====== DATASET ======
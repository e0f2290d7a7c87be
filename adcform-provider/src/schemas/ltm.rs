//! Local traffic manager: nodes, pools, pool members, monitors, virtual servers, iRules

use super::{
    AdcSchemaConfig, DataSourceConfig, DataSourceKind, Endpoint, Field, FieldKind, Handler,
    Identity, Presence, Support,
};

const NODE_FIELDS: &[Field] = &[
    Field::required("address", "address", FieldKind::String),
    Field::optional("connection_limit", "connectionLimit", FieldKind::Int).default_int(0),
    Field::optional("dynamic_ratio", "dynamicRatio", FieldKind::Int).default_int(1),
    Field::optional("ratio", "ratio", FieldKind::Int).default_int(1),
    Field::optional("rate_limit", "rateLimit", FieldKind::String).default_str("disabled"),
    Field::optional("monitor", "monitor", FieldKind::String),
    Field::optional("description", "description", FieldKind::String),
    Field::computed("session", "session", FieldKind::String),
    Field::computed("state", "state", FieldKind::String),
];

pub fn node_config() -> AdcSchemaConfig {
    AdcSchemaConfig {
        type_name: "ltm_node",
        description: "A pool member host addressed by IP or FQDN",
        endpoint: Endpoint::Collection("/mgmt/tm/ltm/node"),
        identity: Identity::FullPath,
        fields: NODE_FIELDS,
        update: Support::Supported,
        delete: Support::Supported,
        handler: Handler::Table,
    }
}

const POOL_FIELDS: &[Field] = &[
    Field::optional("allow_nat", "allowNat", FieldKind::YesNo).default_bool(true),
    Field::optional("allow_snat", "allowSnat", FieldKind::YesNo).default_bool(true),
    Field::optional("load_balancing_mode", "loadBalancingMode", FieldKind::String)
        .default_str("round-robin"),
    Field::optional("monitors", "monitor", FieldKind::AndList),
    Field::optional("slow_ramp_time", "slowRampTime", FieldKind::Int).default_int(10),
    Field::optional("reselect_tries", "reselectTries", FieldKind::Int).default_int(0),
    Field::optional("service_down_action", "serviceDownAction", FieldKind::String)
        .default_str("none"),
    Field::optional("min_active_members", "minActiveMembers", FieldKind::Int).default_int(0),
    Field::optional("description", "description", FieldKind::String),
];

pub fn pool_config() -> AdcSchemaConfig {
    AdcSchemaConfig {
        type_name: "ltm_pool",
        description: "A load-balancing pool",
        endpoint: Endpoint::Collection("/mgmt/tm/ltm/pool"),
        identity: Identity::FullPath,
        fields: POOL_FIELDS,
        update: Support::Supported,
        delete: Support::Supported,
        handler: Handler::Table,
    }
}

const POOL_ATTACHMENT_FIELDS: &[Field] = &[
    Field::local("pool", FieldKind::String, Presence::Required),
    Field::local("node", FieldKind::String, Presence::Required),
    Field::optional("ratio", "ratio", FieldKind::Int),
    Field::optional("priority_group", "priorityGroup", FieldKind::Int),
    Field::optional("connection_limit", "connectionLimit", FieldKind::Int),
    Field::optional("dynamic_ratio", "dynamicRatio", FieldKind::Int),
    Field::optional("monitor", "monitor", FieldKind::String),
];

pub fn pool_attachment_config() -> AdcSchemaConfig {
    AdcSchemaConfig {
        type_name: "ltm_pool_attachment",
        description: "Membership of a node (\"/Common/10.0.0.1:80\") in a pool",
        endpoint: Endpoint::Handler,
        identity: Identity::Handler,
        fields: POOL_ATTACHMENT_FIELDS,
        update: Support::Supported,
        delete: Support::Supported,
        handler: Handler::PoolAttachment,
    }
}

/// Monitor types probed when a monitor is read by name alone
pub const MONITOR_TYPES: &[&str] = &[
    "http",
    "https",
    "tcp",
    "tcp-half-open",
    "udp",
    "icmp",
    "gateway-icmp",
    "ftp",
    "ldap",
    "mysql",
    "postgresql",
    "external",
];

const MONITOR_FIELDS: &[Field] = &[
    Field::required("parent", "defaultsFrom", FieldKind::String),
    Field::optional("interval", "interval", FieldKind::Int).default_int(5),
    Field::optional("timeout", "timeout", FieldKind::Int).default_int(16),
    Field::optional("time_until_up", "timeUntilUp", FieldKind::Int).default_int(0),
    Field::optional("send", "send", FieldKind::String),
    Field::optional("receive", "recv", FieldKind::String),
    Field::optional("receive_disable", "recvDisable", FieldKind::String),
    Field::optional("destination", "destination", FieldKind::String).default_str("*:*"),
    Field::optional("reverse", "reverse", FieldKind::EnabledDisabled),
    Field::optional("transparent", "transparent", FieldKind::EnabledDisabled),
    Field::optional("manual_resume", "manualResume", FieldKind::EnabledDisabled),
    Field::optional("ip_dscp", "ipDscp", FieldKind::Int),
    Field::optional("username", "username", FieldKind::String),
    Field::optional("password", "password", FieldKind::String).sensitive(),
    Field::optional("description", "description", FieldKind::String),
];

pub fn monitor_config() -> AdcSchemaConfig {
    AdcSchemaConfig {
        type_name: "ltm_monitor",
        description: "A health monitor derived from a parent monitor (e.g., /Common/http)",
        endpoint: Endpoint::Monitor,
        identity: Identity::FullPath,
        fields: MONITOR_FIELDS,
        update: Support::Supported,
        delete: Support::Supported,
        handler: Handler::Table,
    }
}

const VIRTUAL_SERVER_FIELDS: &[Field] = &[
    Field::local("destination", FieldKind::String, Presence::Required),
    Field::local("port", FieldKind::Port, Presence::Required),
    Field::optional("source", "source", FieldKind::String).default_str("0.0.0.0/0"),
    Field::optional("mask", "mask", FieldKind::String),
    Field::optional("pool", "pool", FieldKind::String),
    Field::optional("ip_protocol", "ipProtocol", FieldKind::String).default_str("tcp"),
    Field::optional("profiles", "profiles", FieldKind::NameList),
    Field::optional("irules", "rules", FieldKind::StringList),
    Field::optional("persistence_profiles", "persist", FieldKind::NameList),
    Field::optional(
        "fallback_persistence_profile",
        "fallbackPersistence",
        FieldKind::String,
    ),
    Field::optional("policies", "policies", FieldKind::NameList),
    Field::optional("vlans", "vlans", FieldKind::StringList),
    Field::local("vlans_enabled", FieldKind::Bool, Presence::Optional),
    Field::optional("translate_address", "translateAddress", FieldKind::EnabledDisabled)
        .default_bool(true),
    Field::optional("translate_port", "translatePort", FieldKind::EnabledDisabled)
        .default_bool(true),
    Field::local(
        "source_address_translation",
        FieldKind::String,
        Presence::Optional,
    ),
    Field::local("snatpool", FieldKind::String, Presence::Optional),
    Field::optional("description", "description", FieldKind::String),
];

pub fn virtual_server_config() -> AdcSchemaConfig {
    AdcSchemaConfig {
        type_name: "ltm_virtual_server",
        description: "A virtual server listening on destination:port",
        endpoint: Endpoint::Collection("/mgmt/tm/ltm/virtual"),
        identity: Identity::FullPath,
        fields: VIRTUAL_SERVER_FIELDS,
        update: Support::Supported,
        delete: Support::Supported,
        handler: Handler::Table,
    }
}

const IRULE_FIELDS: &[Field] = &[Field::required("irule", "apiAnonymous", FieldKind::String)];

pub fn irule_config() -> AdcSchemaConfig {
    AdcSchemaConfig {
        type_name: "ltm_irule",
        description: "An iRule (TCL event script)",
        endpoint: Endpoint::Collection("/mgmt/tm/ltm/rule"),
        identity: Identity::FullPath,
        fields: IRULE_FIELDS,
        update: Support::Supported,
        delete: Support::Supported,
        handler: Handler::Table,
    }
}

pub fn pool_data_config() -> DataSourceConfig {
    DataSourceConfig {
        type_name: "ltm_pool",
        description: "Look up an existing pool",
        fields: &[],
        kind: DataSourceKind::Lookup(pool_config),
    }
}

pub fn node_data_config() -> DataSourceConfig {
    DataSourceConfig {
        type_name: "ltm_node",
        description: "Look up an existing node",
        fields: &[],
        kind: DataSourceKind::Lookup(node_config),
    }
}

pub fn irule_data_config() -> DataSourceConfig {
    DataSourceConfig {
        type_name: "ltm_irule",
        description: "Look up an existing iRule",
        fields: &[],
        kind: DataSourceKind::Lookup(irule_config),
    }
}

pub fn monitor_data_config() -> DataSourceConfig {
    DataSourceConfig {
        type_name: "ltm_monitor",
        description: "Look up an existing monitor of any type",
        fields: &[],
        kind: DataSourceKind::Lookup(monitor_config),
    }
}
======
====== DATASET ======
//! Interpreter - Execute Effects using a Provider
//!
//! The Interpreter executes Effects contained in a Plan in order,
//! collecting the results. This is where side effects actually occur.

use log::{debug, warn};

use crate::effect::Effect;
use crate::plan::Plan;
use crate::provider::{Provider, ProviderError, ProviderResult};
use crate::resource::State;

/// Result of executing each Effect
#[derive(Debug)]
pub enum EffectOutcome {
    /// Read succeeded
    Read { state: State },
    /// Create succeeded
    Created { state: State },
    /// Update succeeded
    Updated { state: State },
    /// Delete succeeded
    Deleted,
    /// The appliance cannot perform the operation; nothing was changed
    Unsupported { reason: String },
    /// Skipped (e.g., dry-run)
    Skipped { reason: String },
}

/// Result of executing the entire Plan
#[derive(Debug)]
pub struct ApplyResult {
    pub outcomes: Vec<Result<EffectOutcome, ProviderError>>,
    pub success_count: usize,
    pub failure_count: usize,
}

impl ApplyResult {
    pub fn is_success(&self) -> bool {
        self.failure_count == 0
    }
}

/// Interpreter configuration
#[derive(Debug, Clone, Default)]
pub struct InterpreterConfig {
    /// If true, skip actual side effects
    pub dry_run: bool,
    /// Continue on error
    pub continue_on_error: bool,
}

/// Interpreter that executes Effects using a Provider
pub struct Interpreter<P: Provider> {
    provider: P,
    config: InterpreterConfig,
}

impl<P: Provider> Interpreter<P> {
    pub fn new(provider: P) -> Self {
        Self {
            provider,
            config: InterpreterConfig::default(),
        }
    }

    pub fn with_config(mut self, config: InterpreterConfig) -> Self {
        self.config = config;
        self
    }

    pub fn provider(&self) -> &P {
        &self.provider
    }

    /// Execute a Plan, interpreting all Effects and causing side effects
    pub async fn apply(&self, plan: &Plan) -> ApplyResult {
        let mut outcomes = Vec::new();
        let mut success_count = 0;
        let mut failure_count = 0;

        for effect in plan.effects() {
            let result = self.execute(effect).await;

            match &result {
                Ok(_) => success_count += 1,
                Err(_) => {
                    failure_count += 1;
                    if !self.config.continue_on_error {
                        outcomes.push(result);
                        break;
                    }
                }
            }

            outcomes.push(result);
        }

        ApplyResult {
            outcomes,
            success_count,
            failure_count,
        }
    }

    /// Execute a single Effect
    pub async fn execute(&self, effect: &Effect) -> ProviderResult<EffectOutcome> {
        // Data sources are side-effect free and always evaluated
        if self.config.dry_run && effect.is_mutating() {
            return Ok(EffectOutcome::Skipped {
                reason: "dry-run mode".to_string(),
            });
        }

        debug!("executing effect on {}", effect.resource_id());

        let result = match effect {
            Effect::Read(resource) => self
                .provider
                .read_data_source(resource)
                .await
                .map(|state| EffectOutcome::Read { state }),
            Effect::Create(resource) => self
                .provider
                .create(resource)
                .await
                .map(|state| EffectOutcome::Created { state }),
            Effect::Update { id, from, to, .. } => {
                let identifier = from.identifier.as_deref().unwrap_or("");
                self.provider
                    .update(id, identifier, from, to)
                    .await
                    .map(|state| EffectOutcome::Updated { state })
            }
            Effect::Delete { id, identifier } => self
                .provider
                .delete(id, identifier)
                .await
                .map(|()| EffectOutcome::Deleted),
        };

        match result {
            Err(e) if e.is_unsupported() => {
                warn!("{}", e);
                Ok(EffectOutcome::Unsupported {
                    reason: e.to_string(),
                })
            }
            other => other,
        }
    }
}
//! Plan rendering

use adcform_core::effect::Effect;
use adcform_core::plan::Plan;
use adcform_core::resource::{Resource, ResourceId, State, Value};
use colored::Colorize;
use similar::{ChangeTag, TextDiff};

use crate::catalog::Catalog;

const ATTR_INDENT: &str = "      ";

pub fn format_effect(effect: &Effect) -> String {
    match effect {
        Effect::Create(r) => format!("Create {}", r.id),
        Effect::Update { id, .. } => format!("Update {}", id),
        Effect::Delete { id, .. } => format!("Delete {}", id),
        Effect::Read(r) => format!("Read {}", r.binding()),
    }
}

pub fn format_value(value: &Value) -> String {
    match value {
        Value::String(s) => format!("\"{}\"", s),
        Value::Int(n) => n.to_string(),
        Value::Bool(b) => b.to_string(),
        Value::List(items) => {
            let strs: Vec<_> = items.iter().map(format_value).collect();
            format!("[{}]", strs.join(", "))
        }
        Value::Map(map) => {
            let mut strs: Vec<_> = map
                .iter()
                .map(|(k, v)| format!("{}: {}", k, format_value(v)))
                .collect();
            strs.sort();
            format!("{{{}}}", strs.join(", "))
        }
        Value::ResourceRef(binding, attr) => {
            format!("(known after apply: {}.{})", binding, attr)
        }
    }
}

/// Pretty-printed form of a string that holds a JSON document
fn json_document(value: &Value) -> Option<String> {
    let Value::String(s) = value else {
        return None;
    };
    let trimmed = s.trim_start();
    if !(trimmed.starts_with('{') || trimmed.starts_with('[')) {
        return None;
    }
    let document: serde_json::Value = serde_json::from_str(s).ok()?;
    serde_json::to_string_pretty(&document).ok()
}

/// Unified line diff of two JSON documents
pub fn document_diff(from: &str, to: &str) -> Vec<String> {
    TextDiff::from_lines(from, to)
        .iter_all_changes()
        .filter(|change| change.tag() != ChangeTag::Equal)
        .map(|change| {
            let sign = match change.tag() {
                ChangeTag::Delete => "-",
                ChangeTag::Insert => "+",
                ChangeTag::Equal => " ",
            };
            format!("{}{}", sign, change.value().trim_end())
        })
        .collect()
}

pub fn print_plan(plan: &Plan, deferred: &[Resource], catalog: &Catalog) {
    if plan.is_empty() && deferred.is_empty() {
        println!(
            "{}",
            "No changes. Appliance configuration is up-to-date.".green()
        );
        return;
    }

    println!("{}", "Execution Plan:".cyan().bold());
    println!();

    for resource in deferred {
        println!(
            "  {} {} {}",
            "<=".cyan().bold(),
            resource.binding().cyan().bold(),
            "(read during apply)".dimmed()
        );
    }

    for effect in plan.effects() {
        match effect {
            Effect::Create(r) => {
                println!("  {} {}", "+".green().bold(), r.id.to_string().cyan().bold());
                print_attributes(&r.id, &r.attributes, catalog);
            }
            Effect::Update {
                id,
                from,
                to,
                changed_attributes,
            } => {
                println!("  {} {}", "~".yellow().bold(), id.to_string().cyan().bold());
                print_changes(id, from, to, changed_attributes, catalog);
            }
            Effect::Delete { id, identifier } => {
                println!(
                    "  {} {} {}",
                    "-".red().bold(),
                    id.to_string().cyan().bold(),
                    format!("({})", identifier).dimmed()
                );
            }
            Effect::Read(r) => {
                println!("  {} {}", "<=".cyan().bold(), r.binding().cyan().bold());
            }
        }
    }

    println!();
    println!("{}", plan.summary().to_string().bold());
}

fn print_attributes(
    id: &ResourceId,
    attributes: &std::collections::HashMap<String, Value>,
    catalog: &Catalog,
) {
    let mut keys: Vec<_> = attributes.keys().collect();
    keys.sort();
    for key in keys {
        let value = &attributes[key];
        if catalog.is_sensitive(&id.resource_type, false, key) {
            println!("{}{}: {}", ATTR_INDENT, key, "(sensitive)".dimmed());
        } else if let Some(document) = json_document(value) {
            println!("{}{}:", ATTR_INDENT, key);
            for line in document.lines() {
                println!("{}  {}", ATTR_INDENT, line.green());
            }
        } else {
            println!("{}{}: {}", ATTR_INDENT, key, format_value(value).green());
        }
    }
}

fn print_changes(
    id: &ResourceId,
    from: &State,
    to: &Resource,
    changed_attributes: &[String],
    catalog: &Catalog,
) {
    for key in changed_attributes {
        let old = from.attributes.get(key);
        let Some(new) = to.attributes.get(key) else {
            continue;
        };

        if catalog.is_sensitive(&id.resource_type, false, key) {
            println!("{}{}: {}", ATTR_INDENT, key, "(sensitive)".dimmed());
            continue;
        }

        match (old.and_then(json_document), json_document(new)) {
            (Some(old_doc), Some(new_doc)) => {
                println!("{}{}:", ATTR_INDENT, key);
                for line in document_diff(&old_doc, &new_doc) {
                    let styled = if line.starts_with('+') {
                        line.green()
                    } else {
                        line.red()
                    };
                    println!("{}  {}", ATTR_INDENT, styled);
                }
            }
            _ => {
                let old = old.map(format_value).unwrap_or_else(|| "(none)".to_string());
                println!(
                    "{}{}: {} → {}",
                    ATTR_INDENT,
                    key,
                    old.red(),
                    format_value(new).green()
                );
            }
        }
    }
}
======
====== DATASET ======
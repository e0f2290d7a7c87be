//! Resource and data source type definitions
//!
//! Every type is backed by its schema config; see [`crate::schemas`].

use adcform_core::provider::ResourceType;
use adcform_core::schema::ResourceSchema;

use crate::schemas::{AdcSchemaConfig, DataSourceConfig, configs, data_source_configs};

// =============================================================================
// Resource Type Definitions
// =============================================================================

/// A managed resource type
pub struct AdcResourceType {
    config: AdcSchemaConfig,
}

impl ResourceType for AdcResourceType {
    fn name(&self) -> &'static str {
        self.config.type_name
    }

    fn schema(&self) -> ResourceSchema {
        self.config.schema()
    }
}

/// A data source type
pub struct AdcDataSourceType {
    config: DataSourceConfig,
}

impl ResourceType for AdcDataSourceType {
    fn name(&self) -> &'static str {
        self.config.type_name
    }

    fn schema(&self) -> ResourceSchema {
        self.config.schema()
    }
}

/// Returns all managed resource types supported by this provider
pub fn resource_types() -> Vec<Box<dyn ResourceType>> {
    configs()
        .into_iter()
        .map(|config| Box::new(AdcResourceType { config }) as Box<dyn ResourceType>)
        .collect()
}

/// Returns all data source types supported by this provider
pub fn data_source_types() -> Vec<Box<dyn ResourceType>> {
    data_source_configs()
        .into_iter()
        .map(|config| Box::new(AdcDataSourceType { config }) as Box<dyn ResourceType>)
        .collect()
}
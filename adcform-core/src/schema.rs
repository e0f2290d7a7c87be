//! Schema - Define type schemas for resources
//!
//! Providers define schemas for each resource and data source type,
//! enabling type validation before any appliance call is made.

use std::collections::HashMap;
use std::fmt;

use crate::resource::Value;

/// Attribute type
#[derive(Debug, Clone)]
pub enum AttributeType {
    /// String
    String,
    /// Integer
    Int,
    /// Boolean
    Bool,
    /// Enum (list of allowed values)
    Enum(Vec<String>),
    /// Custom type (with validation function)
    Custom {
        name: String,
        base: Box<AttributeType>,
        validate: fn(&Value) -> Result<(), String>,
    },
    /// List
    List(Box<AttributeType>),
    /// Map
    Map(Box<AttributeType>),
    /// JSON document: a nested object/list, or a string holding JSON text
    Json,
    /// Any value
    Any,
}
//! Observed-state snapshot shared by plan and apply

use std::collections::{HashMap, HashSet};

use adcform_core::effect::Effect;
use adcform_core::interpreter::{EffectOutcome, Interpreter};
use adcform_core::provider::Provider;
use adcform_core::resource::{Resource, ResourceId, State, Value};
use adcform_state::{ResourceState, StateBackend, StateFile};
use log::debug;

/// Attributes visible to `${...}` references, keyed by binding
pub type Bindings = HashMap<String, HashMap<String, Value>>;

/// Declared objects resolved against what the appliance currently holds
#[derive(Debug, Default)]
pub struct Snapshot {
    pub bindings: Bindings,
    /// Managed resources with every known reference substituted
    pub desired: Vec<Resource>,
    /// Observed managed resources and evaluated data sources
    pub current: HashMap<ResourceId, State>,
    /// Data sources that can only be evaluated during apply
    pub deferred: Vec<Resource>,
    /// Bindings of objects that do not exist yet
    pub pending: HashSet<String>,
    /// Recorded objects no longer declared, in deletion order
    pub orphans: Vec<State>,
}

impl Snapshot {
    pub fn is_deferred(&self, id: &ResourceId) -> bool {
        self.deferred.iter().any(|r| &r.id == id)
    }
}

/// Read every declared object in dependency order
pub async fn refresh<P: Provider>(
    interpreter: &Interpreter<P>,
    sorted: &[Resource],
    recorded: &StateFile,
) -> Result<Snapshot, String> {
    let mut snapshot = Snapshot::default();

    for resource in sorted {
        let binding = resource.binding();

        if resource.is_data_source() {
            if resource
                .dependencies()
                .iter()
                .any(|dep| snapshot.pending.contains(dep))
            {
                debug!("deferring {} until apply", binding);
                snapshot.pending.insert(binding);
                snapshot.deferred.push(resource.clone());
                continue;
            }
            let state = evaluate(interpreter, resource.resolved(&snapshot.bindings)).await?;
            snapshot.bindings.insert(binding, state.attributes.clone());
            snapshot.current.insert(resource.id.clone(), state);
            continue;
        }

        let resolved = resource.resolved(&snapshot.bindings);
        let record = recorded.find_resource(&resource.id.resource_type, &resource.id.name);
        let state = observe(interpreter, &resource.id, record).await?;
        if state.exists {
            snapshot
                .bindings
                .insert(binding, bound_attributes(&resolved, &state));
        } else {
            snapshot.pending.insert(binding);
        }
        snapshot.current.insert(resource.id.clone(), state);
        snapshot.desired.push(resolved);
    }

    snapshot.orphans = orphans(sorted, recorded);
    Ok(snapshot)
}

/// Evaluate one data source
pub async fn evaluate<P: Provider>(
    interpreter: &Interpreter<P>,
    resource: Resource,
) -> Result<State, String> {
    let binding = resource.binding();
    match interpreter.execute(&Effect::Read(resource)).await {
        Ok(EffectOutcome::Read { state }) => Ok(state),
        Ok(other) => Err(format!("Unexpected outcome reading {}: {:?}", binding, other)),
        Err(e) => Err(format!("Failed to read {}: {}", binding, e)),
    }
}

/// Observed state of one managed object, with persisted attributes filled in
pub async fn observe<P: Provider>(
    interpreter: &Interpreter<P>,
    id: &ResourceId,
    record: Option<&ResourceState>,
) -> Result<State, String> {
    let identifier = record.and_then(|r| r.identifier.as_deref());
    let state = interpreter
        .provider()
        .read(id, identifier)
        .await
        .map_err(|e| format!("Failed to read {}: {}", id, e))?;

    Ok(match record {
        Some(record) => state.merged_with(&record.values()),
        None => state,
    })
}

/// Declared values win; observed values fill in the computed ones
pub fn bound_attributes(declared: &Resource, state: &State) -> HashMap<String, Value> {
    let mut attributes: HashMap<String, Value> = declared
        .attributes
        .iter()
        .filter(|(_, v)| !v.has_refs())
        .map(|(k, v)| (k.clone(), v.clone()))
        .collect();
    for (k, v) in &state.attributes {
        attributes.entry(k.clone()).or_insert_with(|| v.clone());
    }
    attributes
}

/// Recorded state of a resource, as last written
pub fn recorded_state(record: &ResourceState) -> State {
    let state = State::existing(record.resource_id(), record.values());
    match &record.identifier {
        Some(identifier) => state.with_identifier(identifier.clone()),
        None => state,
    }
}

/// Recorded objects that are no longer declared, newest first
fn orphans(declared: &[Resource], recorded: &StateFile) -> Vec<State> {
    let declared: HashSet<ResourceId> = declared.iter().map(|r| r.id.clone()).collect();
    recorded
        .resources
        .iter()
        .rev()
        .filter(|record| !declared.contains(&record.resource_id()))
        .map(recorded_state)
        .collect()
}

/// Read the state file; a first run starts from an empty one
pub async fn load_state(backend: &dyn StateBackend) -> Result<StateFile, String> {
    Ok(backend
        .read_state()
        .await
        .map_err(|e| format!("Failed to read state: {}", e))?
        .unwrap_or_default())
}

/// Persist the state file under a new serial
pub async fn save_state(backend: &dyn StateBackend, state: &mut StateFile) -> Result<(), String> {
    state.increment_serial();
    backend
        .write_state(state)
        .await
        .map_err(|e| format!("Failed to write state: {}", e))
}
======
INSTRUCTIONS FOR THE TASK: The exact lines of the material above starting at the one that contains "self.config = config;" and ending at the one that contains "let mut outcomes = Vec::new();" are what to retype; leave out everything else.

YOUR RESPONSE:
        self.config = config;
        self
    }

    pub fn provider(&self) -> &P {
        &self.provider
    }

    /// Execute a Plan, interpreting all Effects and causing side effects
    pub async fn apply(&self, plan: &Plan) -> ApplyResult {
        let mut outcomes = Vec::new();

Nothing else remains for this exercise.